What to produce: Retype, word for word, each line between the lines holding "ties in first-occurrence order." and "across both classes.", inclusive, and leave the rest of the data alone.

Data:

::::

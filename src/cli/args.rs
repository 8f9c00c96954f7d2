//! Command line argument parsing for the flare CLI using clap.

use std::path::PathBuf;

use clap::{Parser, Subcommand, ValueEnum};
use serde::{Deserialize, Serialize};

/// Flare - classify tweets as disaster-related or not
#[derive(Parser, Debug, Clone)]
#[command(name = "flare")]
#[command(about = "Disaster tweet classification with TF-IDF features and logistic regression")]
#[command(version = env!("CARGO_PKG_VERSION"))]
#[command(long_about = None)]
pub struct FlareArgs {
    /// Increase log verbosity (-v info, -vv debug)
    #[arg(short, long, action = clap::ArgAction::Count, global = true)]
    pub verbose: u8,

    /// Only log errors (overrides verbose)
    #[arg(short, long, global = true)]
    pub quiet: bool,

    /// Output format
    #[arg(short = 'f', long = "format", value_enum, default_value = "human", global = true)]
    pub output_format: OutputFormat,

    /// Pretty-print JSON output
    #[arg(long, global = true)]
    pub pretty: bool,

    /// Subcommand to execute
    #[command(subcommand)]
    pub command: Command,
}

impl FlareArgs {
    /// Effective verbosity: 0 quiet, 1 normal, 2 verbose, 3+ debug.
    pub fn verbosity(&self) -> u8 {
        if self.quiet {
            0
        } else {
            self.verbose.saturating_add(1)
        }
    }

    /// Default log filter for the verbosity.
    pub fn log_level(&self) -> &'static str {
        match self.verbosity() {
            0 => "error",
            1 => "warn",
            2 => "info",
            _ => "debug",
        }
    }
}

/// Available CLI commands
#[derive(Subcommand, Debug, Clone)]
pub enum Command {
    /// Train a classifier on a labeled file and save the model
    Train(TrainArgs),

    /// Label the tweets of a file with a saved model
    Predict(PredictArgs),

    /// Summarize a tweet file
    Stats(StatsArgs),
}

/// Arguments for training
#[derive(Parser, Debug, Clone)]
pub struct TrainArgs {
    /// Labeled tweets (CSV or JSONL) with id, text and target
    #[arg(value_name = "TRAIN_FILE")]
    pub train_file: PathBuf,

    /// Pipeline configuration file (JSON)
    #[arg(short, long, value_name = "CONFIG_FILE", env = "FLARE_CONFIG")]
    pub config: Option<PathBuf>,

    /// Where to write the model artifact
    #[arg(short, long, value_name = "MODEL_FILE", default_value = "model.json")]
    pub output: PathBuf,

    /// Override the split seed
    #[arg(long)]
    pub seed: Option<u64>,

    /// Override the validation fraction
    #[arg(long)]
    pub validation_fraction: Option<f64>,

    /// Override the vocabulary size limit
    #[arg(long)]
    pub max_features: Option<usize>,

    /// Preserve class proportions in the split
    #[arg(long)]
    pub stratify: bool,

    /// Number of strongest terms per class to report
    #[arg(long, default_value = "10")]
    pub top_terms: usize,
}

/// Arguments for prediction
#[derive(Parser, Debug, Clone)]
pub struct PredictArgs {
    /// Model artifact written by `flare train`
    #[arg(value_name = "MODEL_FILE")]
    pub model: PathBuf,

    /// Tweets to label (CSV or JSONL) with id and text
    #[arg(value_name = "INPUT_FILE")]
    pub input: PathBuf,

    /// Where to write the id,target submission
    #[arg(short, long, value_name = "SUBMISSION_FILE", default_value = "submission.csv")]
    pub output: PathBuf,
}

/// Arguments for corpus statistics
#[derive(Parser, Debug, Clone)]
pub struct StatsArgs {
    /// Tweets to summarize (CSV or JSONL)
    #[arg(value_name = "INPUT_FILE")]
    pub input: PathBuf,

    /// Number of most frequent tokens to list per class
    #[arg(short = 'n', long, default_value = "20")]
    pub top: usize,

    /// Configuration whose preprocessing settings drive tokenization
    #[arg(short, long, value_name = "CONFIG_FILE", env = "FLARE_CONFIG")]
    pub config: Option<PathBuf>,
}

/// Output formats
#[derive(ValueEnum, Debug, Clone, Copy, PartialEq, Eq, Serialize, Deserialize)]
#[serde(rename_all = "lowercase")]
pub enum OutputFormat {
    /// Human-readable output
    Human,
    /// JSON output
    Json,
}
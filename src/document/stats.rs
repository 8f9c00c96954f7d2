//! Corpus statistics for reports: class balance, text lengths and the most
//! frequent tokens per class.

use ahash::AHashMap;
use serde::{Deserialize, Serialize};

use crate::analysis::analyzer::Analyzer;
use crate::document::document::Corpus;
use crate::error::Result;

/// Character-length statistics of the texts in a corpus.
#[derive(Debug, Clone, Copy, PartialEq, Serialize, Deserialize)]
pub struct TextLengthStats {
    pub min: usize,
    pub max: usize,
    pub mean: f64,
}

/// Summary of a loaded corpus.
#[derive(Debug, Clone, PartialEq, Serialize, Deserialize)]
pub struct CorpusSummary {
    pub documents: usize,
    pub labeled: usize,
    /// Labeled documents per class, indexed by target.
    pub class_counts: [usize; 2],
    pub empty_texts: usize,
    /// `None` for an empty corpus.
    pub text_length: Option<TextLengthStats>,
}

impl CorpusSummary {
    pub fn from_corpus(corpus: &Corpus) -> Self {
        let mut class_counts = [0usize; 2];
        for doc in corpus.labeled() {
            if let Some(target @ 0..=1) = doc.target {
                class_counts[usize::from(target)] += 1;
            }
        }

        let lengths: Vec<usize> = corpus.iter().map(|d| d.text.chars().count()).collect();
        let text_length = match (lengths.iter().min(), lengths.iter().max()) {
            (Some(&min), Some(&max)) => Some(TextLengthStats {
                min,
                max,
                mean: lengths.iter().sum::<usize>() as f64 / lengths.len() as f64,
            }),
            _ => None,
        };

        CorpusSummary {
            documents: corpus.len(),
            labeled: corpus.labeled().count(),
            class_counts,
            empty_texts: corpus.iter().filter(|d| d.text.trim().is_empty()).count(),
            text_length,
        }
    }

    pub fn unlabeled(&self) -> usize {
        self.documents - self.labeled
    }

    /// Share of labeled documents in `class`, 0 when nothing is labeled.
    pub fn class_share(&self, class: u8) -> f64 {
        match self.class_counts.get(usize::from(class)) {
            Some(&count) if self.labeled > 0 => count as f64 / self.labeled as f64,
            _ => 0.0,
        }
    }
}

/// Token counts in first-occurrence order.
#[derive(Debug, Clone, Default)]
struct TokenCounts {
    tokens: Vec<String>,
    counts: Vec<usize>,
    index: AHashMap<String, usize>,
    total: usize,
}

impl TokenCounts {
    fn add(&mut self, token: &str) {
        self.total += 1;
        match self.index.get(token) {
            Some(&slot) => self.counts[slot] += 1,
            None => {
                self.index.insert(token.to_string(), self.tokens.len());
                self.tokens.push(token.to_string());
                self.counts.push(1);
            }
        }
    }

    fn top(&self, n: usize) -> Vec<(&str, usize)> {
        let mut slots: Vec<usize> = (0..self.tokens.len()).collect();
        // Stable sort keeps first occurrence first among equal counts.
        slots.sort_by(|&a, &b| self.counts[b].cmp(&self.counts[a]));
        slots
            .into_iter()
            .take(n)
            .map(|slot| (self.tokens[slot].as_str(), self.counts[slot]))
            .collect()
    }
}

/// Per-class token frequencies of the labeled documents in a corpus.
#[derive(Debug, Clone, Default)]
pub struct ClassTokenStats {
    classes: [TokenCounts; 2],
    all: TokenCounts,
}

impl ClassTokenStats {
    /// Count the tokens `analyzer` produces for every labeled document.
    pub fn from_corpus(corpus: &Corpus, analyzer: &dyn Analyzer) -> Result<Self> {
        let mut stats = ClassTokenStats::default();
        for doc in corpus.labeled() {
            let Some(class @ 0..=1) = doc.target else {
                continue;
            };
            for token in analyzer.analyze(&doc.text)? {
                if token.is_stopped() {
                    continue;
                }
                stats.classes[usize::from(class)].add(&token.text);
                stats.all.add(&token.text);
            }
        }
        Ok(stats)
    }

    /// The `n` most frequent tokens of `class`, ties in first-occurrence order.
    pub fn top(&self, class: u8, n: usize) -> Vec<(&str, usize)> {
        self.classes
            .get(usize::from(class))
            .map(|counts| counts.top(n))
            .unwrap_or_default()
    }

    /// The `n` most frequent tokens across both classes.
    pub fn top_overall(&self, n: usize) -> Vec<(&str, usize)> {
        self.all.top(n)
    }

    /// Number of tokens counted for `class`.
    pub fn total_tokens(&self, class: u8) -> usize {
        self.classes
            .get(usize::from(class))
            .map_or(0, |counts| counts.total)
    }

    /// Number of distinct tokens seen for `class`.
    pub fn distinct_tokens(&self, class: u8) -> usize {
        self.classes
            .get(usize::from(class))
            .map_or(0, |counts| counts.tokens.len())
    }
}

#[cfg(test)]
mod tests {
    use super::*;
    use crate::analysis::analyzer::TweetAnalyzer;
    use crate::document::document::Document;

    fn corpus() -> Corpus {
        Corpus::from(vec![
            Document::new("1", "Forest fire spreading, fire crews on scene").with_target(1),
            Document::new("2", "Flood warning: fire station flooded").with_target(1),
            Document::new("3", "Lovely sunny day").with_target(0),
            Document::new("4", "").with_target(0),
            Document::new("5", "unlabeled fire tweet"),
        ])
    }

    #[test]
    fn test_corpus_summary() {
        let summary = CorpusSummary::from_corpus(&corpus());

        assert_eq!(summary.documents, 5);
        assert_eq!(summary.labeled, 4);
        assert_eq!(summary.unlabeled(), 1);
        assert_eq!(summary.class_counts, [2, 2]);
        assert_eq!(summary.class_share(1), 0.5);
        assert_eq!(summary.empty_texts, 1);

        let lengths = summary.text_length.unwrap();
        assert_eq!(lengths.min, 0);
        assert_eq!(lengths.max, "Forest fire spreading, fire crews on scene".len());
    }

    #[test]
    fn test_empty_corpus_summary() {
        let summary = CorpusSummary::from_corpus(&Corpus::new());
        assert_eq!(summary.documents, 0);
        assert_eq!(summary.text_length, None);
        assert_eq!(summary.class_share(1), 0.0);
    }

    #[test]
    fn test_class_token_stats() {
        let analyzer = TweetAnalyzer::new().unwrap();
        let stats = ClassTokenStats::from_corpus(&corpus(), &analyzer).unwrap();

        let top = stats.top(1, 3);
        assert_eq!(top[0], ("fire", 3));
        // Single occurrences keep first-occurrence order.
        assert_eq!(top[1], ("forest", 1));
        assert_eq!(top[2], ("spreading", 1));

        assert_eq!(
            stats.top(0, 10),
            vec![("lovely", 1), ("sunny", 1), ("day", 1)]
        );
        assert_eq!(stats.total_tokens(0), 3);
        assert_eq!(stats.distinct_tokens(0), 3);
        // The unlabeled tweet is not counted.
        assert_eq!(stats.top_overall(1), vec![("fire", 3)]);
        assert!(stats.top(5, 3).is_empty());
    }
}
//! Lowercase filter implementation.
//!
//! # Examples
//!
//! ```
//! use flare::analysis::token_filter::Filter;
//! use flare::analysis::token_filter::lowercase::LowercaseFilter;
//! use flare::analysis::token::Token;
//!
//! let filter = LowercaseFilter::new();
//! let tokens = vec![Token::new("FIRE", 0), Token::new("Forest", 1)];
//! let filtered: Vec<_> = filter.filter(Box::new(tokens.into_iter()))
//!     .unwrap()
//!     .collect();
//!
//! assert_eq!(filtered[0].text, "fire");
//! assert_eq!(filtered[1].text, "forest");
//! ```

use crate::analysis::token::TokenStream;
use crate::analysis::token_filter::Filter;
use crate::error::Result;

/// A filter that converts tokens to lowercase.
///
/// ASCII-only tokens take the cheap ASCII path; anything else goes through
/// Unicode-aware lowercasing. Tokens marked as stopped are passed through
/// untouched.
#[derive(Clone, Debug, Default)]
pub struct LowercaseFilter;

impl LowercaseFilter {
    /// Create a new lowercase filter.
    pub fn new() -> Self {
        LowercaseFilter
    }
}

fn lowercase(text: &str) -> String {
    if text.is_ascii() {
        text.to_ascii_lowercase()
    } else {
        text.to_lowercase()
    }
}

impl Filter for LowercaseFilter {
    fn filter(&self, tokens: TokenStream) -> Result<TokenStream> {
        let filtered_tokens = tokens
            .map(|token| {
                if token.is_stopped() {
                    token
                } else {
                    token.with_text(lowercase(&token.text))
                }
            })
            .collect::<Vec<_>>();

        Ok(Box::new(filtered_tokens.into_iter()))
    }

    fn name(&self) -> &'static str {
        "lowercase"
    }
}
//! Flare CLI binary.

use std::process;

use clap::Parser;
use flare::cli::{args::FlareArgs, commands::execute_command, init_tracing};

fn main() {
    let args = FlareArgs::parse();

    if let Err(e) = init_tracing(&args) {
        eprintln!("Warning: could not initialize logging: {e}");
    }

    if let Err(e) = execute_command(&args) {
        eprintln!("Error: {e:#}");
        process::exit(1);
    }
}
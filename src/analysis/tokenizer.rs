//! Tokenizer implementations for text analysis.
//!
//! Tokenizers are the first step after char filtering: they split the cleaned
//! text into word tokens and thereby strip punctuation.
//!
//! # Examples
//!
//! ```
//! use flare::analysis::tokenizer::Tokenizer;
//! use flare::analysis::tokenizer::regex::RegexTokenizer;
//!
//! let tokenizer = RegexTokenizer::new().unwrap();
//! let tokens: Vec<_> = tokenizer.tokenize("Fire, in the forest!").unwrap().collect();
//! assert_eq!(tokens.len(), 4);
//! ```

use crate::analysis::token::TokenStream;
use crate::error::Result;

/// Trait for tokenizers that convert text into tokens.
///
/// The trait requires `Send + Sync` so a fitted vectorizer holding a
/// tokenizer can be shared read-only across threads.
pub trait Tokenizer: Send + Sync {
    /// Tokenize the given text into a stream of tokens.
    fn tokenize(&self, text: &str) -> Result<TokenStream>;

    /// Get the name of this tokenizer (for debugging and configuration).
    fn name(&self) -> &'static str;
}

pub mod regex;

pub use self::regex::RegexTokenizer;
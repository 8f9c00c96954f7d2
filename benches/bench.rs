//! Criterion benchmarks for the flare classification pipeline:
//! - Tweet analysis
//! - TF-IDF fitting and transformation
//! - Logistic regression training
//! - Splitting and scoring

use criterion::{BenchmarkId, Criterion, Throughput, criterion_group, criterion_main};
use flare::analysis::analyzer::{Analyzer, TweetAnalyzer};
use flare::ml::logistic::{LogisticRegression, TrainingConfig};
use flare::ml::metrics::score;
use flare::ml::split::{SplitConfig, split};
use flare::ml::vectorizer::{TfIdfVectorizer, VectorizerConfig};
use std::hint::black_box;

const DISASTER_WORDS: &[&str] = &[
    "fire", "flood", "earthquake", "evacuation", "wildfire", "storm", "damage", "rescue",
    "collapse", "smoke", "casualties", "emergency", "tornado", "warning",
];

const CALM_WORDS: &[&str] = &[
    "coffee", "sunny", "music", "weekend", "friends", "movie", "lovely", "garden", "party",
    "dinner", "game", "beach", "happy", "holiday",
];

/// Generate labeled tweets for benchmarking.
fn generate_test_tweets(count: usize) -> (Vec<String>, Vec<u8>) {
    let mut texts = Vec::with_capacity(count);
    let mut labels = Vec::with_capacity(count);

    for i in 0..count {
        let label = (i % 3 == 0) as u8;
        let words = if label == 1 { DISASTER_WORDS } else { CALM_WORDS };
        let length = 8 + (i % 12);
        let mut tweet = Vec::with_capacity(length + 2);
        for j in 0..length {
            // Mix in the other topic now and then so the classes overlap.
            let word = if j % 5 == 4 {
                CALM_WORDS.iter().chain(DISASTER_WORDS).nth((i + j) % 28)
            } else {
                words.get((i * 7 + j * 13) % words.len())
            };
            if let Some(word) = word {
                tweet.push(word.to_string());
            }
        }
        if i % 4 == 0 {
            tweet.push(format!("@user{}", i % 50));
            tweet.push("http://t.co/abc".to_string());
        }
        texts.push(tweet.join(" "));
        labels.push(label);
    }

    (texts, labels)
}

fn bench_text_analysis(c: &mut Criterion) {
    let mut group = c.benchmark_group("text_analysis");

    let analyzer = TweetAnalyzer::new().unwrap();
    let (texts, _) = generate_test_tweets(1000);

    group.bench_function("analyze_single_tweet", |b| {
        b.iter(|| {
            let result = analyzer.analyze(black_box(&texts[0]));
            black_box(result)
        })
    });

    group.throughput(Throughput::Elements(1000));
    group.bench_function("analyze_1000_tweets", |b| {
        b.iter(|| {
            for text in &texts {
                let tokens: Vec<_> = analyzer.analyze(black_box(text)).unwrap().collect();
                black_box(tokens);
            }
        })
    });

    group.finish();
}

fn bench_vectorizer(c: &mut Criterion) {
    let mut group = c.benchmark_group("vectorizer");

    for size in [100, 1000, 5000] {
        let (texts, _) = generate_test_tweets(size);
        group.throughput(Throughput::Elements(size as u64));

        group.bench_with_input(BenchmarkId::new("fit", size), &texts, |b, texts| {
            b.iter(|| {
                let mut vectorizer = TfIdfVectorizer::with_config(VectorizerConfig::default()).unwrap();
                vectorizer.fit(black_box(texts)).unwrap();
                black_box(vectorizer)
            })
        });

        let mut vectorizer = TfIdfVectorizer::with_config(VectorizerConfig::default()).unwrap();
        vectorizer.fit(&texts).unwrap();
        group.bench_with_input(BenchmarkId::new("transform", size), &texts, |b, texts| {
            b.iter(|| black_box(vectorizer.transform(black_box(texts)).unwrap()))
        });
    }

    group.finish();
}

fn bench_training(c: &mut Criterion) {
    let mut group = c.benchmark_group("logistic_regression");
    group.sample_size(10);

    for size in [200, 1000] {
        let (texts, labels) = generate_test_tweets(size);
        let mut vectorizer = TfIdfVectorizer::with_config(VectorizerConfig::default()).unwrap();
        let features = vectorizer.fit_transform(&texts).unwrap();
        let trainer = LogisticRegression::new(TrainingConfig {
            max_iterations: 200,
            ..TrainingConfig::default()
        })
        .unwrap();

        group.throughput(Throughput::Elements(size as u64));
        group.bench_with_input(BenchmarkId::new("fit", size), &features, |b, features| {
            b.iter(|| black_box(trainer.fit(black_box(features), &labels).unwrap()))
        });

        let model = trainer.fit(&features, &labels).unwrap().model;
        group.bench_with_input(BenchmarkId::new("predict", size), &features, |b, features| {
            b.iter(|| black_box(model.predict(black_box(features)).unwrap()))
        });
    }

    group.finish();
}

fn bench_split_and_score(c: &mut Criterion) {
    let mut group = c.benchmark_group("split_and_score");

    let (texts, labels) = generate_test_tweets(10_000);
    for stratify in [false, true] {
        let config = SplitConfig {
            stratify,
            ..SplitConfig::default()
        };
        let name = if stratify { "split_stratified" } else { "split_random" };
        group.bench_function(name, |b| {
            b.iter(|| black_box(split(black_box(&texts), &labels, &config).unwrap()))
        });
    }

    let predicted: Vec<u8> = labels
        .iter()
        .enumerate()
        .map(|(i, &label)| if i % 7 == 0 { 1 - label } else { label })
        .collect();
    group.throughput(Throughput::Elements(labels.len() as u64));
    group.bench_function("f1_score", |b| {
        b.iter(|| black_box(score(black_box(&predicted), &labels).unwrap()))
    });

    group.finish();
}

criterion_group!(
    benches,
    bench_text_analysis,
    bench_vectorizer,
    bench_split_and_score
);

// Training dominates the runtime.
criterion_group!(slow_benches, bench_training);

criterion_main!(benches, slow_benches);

::::

Answer to this task:
    /// The `n` most frequent tokens of `class`, ties in first-occurrence order.
    pub fn top(&self, class: u8, n: usize) -> Vec<(&str, usize)> {
        self.classes
            .get(usize::from(class))
            .map(|counts| counts.top(n))
            .unwrap_or_default()
    }

    /// The `n` most frequent tokens across both classes.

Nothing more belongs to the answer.